Turning a Website into an API

Turning a Website into an API

ยท

9 min read

Heya fellows,

The amount of interesting data which can be found on websites is increasing from day to day. These data are scraped by search engines to improve search results, they're collected to create machine learning models or just processed and other services/apps are recreated from them.

The latter can be achieved by scraping data and then exposing them as RESTful APIs to other developers so they can build their services/apps around it.

Contents

  1. Scraping Repository Data

  2. FastAPI

  3. Deployment to Heroku

  4. Conclusion and Future Directions

1. Scraping Repository Data

At first, I saved a sample of the trending repositories' HTML to avoid sending dozens of requests to GitHub. I use HTTPie as an HTTP client to perform requests via the terminal.

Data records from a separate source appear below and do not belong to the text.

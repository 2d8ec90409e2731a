use criterion::{BatchSize, Criterion, black_box, criterion_group, criterion_main};
use setpoint_core::estimator::update_parameters;
use setpoint_core::{
    Coefficients, ForgettingFactor, HistoricalObservation, TrimRespondController,
};
use setpoint_traits::Snapshot;

// Deterministic damper positions in [0.3, 0.95)
fn synth_population(n: usize, seed: u32) -> Vec<f64> {
    // tiny PRNG
    let mut state = seed.max(1);
    (0..n)
        .map(|_| {
            let mut x = state;
            x ^= x << 13;
            x ^= x >> 17;
            x ^= x << 5;
            state = x;
            0.3 + 0.65 * (f64::from(x) / (f64::from(u32::MAX) + 1.0))
        })
        .collect()
}

pub fn bench_cycle(c: &mut Criterion) {
    let mut group = c.benchmark_group("trim_respond_cycle");
    for n in [40usize, 400, 4000] {
        let snapshot = Snapshot::new(synth_population(n, 0xC0FF_EE11)).with_condition(65.0);
        group.bench_function(format!("devices_{n}"), |b| {
            b.iter_batched(
                || {
                    TrimRespondController::builder()
                        .with_limits(0.5, 1.5)
                        .with_initial(1.0)
                        .active(true)
                        .try_build()
                        .expect("controller")
                },
                |mut ctrl| black_box(ctrl.cycle(black_box(&snapshot))),
                BatchSize::SmallInput,
            );
        });
    }
    group.finish();
}

pub fn bench_update(c: &mut Criterion) {
    let history: Vec<HistoricalObservation> = (0..365)
        .map(|i| {
            let i = f64::from(i);
            HistoricalObservation {
                zone_temp: 45.0 + (i * 0.37).sin() * 5.0,
                outdoor_temp: 10.0 + (i * 0.11).cos() * 15.0,
                duration_min: 100.0 + (i * 0.23).sin() * 20.0,
            }
        })
        .collect();
    let ff = ForgettingFactor::new(0.1).expect("ff");
    c.bench_function("estimator_update_365", |b| {
        b.iter(|| {
            let mut state = Coefficients::default();
            black_box(update_parameters(&mut state, black_box(&history), 70.0, ff));
            state
        });
    });
}

criterion_group!(benches, bench_cycle, bench_update);
criterion_main!(benches);
//! Adaptive linear optimal-start estimator.
//!
//! The model predicts warm-up minutes as
//! `a·(Tsp − Tz) + (b·(Tsp − Tz)·(Tsp − To))/b + d`. After each observed
//! warm-up the implied coefficients are computed and blended into the running
//! ones with first-order smoothing, so recent days dominate without forgetting
//! older ones outright.
//!
//! The `/b` terms cancel algebraically. They are kept in literal form because
//! they are exactly where the model degenerates (`b == 0`), and that case is
//! reported as [`DegenerateInput::ZeroOutdoorCoefficient`] rather than hidden.

use crate::config::EstimatorCfg;
use crate::error::{ConfigError, DegenerateInput};

/// Smoothed model coefficients.
#[derive(Debug, Clone, Copy, PartialEq)]
pub struct Coefficients {
    /// Minutes per degree of zone deficit.
    pub a: f64,
    /// Outdoor-temperature influence.
    pub b: f64,
    /// Constant offset in minutes.
    pub d: f64,
}

impl Default for Coefficients {
    fn default() -> Self {
        Self {
            a: 10.0,
            b: 5.0,
            d: 0.0,
        }
    }
}

impl Coefficients {
    fn is_finite(&self) -> bool {
        self.a.is_finite() && self.b.is_finite() && self.d.is_finite()
    }
}

/// One recorded warm-up.
#[derive(Debug, Clone, Copy, PartialEq)]
pub struct HistoricalObservation {
    pub zone_temp: f64,
    pub outdoor_temp: f64,
    pub duration_min: f64,
}

#[derive(Debug, Clone, Copy, PartialEq)]
pub struct CurrentConditions {
    pub zone_temp: f64,
    pub outdoor_temp: f64,
    pub occupied_setpoint: f64,
}

/// Smoothing weight, guaranteed to lie in (0, 1].
#[derive(Debug, Clone, Copy, PartialEq)]
pub struct ForgettingFactor(f64);

impl ForgettingFactor {
    pub fn new(v: f64) -> Result<Self, ConfigError> {
        if v > 0.0 && v <= 1.0 {
            Ok(Self(v))
        } else {
            Err(ConfigError::ForgettingFactorOutOfRange(v))
        }
    }

    pub fn get(self) -> f64 {
        self.0
    }
}

/// Result of learning from one batch of observations.
#[derive(Debug, Clone, Default, PartialEq)]
pub struct UpdateSummary {
    /// Observations blended into the coefficients.
    pub applied: usize,
    /// Index into the supplied batch and why that observation was skipped.
    pub skipped: Vec<(usize, DegenerateInput)>,
    /// Older observations left out by the history window.
    pub windowed: usize,
    /// Coefficients after each applied observation, in order.
    pub trace: Vec<Coefficients>,
}

/// Coefficients implied by a single observation.
pub fn observation_coefficients(
    obs: &HistoricalObservation,
    occupied_setpoint: f64,
) -> Result<Coefficients, DegenerateInput> {
    for (name, v) in [
        ("zone_temp", obs.zone_temp),
        ("outdoor_temp", obs.outdoor_temp),
        ("duration_min", obs.duration_min),
        ("occupied_setpoint", occupied_setpoint),
    ] {
        if !v.is_finite() {
            return Err(DegenerateInput::NonFinite(name));
        }
    }
    let dz = occupied_setpoint - obs.zone_temp;
    let d_out = occupied_setpoint - obs.outdoor_temp;
    if dz == 0.0 {
        return Err(DegenerateInput::SetpointEqualsZoneTemp(occupied_setpoint));
    }
    if d_out == 0.0 {
        return Err(DegenerateInput::SetpointEqualsOutdoorTemp(occupied_setpoint));
    }

    let t = obs.duration_min;
    let a = (t / dz).abs();
    let b = (t / (dz * d_out)).abs();
    if b == 0.0 {
        return Err(DegenerateInput::ZeroOutdoorCoefficient);
    }
    let d = t - (a * dz + b * dz * d_out / b);

    let c = Coefficients { a, b, d };
    if c.is_finite() {
        Ok(c)
    } else {
        Err(DegenerateInput::NonFinite("observation coefficients"))
    }
}

/// `coef + ff·(new − coef)` for each coefficient, rounded step by step.
#[allow(clippy::suboptimal_flops)]
pub fn smooth(current: Coefficients, new: Coefficients, ff: ForgettingFactor) -> Coefficients {
    let f = ff.get();
    Coefficients {
        a: current.a + f * (new.a - current.a),
        b: current.b + f * (new.b - current.b),
        d: current.d + f * (new.d - current.d),
    }
}

/// Single forward pass over `history`, in order.
///
/// A degenerate observation is skipped and reported; the state only ever
/// holds finite values.
pub fn update_parameters(
    state: &mut Coefficients,
    history: &[HistoricalObservation],
    occupied_setpoint: f64,
    ff: ForgettingFactor,
) -> UpdateSummary {
    let mut summary = UpdateSummary::default();
    for (idx, obs) in history.iter().enumerate() {
        let next = observation_coefficients(obs, occupied_setpoint)
            .map(|new| smooth(*state, new, ff))
            .and_then(|next| {
                if next.is_finite() {
                    Ok(next)
                } else {
                    Err(DegenerateInput::NonFinite("smoothed coefficients"))
                }
            });
        match next {
            Ok(next) => {
                *state = next;
                summary.applied += 1;
                summary.trace.push(next);
            }
            Err(e) => {
                tracing::warn!(index = idx, error = %e, "observation skipped");
                summary.skipped.push((idx, e));
            }
        }
    }
    summary
}

/// Predicted warm-up minutes, clamped to `[low_minutes, high_minutes]`.
///
/// An infinite raw prediction clamps like any other; NaN and `b == 0` are
/// errors.
pub fn estimate(
    state: &Coefficients,
    conditions: &CurrentConditions,
    low_minutes: f64,
    high_minutes: f64,
) -> Result<f64, DegenerateInput> {
    for (name, v) in [
        ("zone_temp", conditions.zone_temp),
        ("outdoor_temp", conditions.outdoor_temp),
        ("occupied_setpoint", conditions.occupied_setpoint),
    ] {
        if !v.is_finite() {
            return Err(DegenerateInput::NonFinite(name));
        }
    }
    if state.b == 0.0 {
        return Err(DegenerateInput::ZeroOutdoorCoefficient);
    }
    let dz = conditions.occupied_setpoint - conditions.zone_temp;
    let d_out = conditions.occupied_setpoint - conditions.outdoor_temp;
    let raw = state.a * dz + (state.b * dz * d_out) / state.b + state.d;
    if raw.is_nan() {
        return Err(DegenerateInput::NonFinite("estimate"));
    }
    Ok(low_minutes.max(raw.min(high_minutes)))
}

/// Coefficients plus the limits and smoothing they are learned under.
#[derive(Debug, Clone)]
pub struct AdaptiveLinearEstimator {
    cfg: EstimatorCfg,
    ff: ForgettingFactor,
    coefficients: Coefficients,
}

impl AdaptiveLinearEstimator {
    pub fn new(cfg: EstimatorCfg, initial: Coefficients) -> Result<Self, ConfigError> {
        let ff = ForgettingFactor::new(cfg.forgetting_factor)?;
        if !cfg.low_minutes.is_finite() {
            return Err(ConfigError::NonFinite("late start limit"));
        }
        if !cfg.high_minutes.is_finite() {
            return Err(ConfigError::NonFinite("early start limit"));
        }
        if cfg.low_minutes > cfg.high_minutes {
            return Err(ConfigError::InvertedStartLimits {
                low: cfg.low_minutes,
                high: cfg.high_minutes,
            });
        }
        if !initial.is_finite() {
            return Err(ConfigError::NonFinite("initial coefficients"));
        }
        Ok(Self {
            cfg,
            ff,
            coefficients: initial,
        })
    }

    pub fn cfg(&self) -> &EstimatorCfg {
        &self.cfg
    }

    pub fn coefficients(&self) -> Coefficients {
        self.coefficients
    }

    /// Learn from `history`. With a window configured only the most recent
    /// observations (the tail of the slice) are used.
    pub fn update(
        &mut self,
        history: &[HistoricalObservation],
        occupied_setpoint: f64,
    ) -> UpdateSummary {
        let windowed = self
            .cfg
            .max_history
            .map_or(0, |n| history.len().saturating_sub(n));
        let recent = &history[windowed..];
        let mut summary =
            update_parameters(&mut self.coefficients, recent, occupied_setpoint, self.ff);
        for (idx, _) in &mut summary.skipped {
            *idx += windowed;
        }
        summary.windowed = windowed;
        tracing::debug!(
            applied = summary.applied,
            skipped = summary.skipped.len(),
            windowed,
            a = self.coefficients.a,
            b = self.coefficients.b,
            d = self.coefficients.d,
            "coefficients updated"
        );
        summary
    }

    pub fn estimate(&self, conditions: &CurrentConditions) -> Result<f64, DegenerateInput> {
        estimate(
            &self.coefficients,
            conditions,
            self.cfg.low_minutes,
            self.cfg.high_minutes,
        )
    }
}
#[cfg(test)]
mod tests {
    use super::*;

    #[test]
    fn empty_file_yields_reference_loops() {
        let cfg = load_toml("").expect("empty TOML parses");
        assert_eq!(cfg.pressure, LoopCfg::pressure());
        assert_eq!(cfg.temperature, LoopCfg::temperature());
        assert_eq!(cfg.optimal_start, OptimalStartCfg::default());
        cfg.validate().expect("defaults are valid");
    }

    #[test]
    fn partial_section_keeps_its_own_defaults() {
        let cfg = load_toml("[temperature]\nmax_step = 0.5\n").expect("parse");
        assert_eq!(cfg.temperature.max_step, 0.5);
        // Untouched keys come from the temperature loop, not the pressure loop.
        assert_eq!(cfg.temperature.min, 55.0);
        assert!(cfg.temperature.reset.is_some());
    }

    #[test]
    fn reset_can_be_disabled() {
        let cfg = load_toml("[temperature.reset]\nenabled = false\n").expect("parse");
        assert!(cfg.temperature.reset.is_none());
    }

    #[test]
    fn pressure_reset_needs_all_fields() {
        let err = load_toml("[pressure.reset]\ncondition_low = 60.0\n").expect_err("incomplete");
        assert!(err.to_string().contains("reset needs"));
    }

    #[test]
    fn unknown_loop_keys_are_rejected() {
        assert!(load_toml("[pressure]\ntrim_step = 0.1\n").is_err());
    }

    #[test]
    fn unknown_keys_are_rejected_in_every_section() {
        let err = load_toml("[optimal_start]\nforgeting_factor = 0.5\n").expect_err("typo");
        assert!(err.to_string().contains("forgeting_factor"));
        assert!(load_toml("[logging]\nlvl = \"debug\"\n").is_err());
        assert!(load_toml("[optimal_strat]\nforgetting_factor = 0.5\n").is_err());
    }
}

$ http -b https://github.com/trending > repositories.html

Each repository is enclosed by an article tag. I open the file and try to scrape the HTML document.

import bs4

with open('repositories.html', 'r') as f:
    articles_html = f.read()

soup = bs4.BeautifulSoup(articles_html, "lxml")
articles =  soup.find_all("article", class_="Box-row")

print(f'number of articles: {len(articles)}')

After trying to scrape different repository data I realized that BeautifulSoup does not find all articles reliably. Some research revealed that others observed this as well. So I wrote a filter function as a workaround. This function filters all HTML out which is enclosed by the article tags.

def filter_articles(raw_html: str) -> str:

    raw_html = raw_html.split("\n")

    # count num of article tags (varies from 0 to 50):
    article_tags_count = 0
    tag = "article"
    for line in raw_html:
        if tag in line:
            article_tags_count += 1

    # copy HTML enclosed by first and last article-tag:
    articles_arrays, is_article = [], False
    for line in raw_html:
        if tag in line:
            article_tags_count -= 1
            is_article = True
        if is_article:
            articles_arrays.append(line)
        if not article_tags_count:
            is_article = False
    return "".join(articles_arrays)

The now created 'bs4.element.ResultSet' instances have always the expected length. Next, we have to access the data within the soup and store them in a dictionary. The tags containing the desired data can be accessed using soups find-method or by going along the DOM tree via dot notation. The latter is preferred performance-wise! Each repository is described by 12 properties. The function became quite lengthy, so I'll show only a part of the function (scraping 4 properties).

def scraping_repositories(
    matches: bs4.element.ResultSet, 
    since: str
) -> typing.List[typing.Dict]:

    trending_repositories = []
    for rank, match in enumerate(matches):

        # relative url
        rel_url = match.h1.a["href"]

        # name of repo
        repository_name = rel_url.split("/")[-1]

        # author (username):
        username = rel_url.split("/")[-2]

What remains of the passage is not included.